Comparison of effects of pulsed ruby laser and pulsed electron beam annealing of 75As+ implanted silicon

Abstract

Ion‐backscattering, ion‐channeling, and transmission electron microscopy (TEM) have been used to study a series of ion implanted silicon samples that have been annealed with either a pulsed laser or a pulsed electron beam. Single crystal [(001) orientation] silicon samples were implanted with either 35 or 100 keV 75As+ to a dose of ∠1×1016 As/cm2 and subsequently annealed with either a Q‐switched pulsed Ruby laser or the Spire Corporation SPI‐PULSE 5000 electron beam generator. A series of energy densities was used in both cases to optimize results.
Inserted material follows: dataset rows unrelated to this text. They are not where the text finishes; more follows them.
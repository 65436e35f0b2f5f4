//! Error types for table lookup and generation

use thiserror::Error;

/// Result type for prime table operations
pub type Result<T> = std::result::Result<T, PrimeError>;

#[derive(Debug, Clone, PartialEq, Error)]
pub enum PrimeError {
    /// The query is at or above the largest tabulated prime.
    #[error("{n} is out of range (table maximum is {max})")]
    OutOfRange { n: i64, max: u32 },

    #[error("Invalid configuration: {0}")]
    InvalidConfiguration(String),

    #[error("Invalid table: {0}")]
    InvalidTable(String),

    #[error("Table entry {0} is not prime")]
    NotPrime(u64),
}
//! The caller's request snapshot
//!
//! A [`PromptRequest`] is immutable for the duration of a resolution. The
//! modality mask holds biometric bits only; whether a device-credential
//! fallback is acceptable is the separate `credential_allowed` flag, since
//! "credential" is a factor the caller opts into rather than a sensor to
//! classify.

use halo_core::{DisplayId, ModalitySet, SensorId, Strength, UserId};
use serde::{Deserialize, Serialize};

/// What the caller asked for.
#[derive(Debug, Clone, PartialEq, Eq, Serialize, Deserialize)]
pub struct PromptRequest {
    /// Acceptable biometric modalities; empty means no biometric requested
    pub modalities: ModalitySet,
    /// Minimum acceptable strength class for any biometric sensor
    pub strength: Strength,
    /// Whether the device-credential fallback is acceptable
    pub credential_allowed: bool,
    /// Whether the prompt should require explicit confirmation; passed
    /// through to the result unchanged
    pub confirmation_required: bool,
    /// Explicit sensor allow-list; when non-empty, sensors absent from it
    /// are treated as if no hardware existed
    pub allowed_sensor_ids: Vec<SensorId>,
    /// Test/override flag suppressing the enrollment check
    pub ignore_enrollment_state: bool,
    /// The principal the request is evaluated for
    pub user: UserId,
    /// The display the prompt would be shown on
    pub display: DisplayId,
}

impl PromptRequest {
    /// A biometric-only request at the given strength floor.
    pub fn biometric(user: UserId, modalities: ModalitySet, strength: Strength) -> Self {
        Self {
            modalities,
            strength,
            credential_allowed: false,
            confirmation_required: false,
            allowed_sensor_ids: Vec::new(),
            ignore_enrollment_state: false,
            user,
            display: DisplayId::DEFAULT,
        }
    }

    /// A credential-only request (no biometric classification happens).
    pub fn credential_only(user: UserId) -> Self {
        Self {
            modalities: ModalitySet::NONE,
            strength: Strength::Weak,
            credential_allowed: true,
            confirmation_required: false,
            allowed_sensor_ids: Vec::new(),
            ignore_enrollment_state: false,
            user,
            display: DisplayId::DEFAULT,
        }
    }

    /// Allow the credential fallback in addition to any requested biometrics.
    pub fn with_credential_fallback(mut self) -> Self {
        self.credential_allowed = true;
        self
    }

    /// Restrict the request to an explicit sensor allow-list.
    pub fn with_allowed_sensors(mut self, ids: Vec<SensorId>) -> Self {
        self.allowed_sensor_ids = ids;
        self
    }

    /// True when at least one biometric modality was requested.
    pub fn wants_biometric(&self) -> bool {
        self.modalities.has_biometric()
    }

    /// True when the credential fallback is acceptable.
    pub fn wants_credential(&self) -> bool {
        self.credential_allowed
    }
}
It was determined from Rutherford backscattering that the as‐implanted profiles have been redistributed in essentially the same manner for both types of anneals, and this indicates that melting and rapid recrystallization has occurred. For the 35 keV 75As+ implanted samples the two techniques produced equivalent anneals with no remaining damage as indicated by channeling and TEM. However, for the 100 keV implants the anneal was not uniform across the sample in the electron beam case and the channeling minimum yields for the major axes ([110], [111], and [100]) were higher than the laser annealed results. In both cases, however, the As substitutionality (97–99%) and minimum yields are better than results obtained from conventional thermal annealing.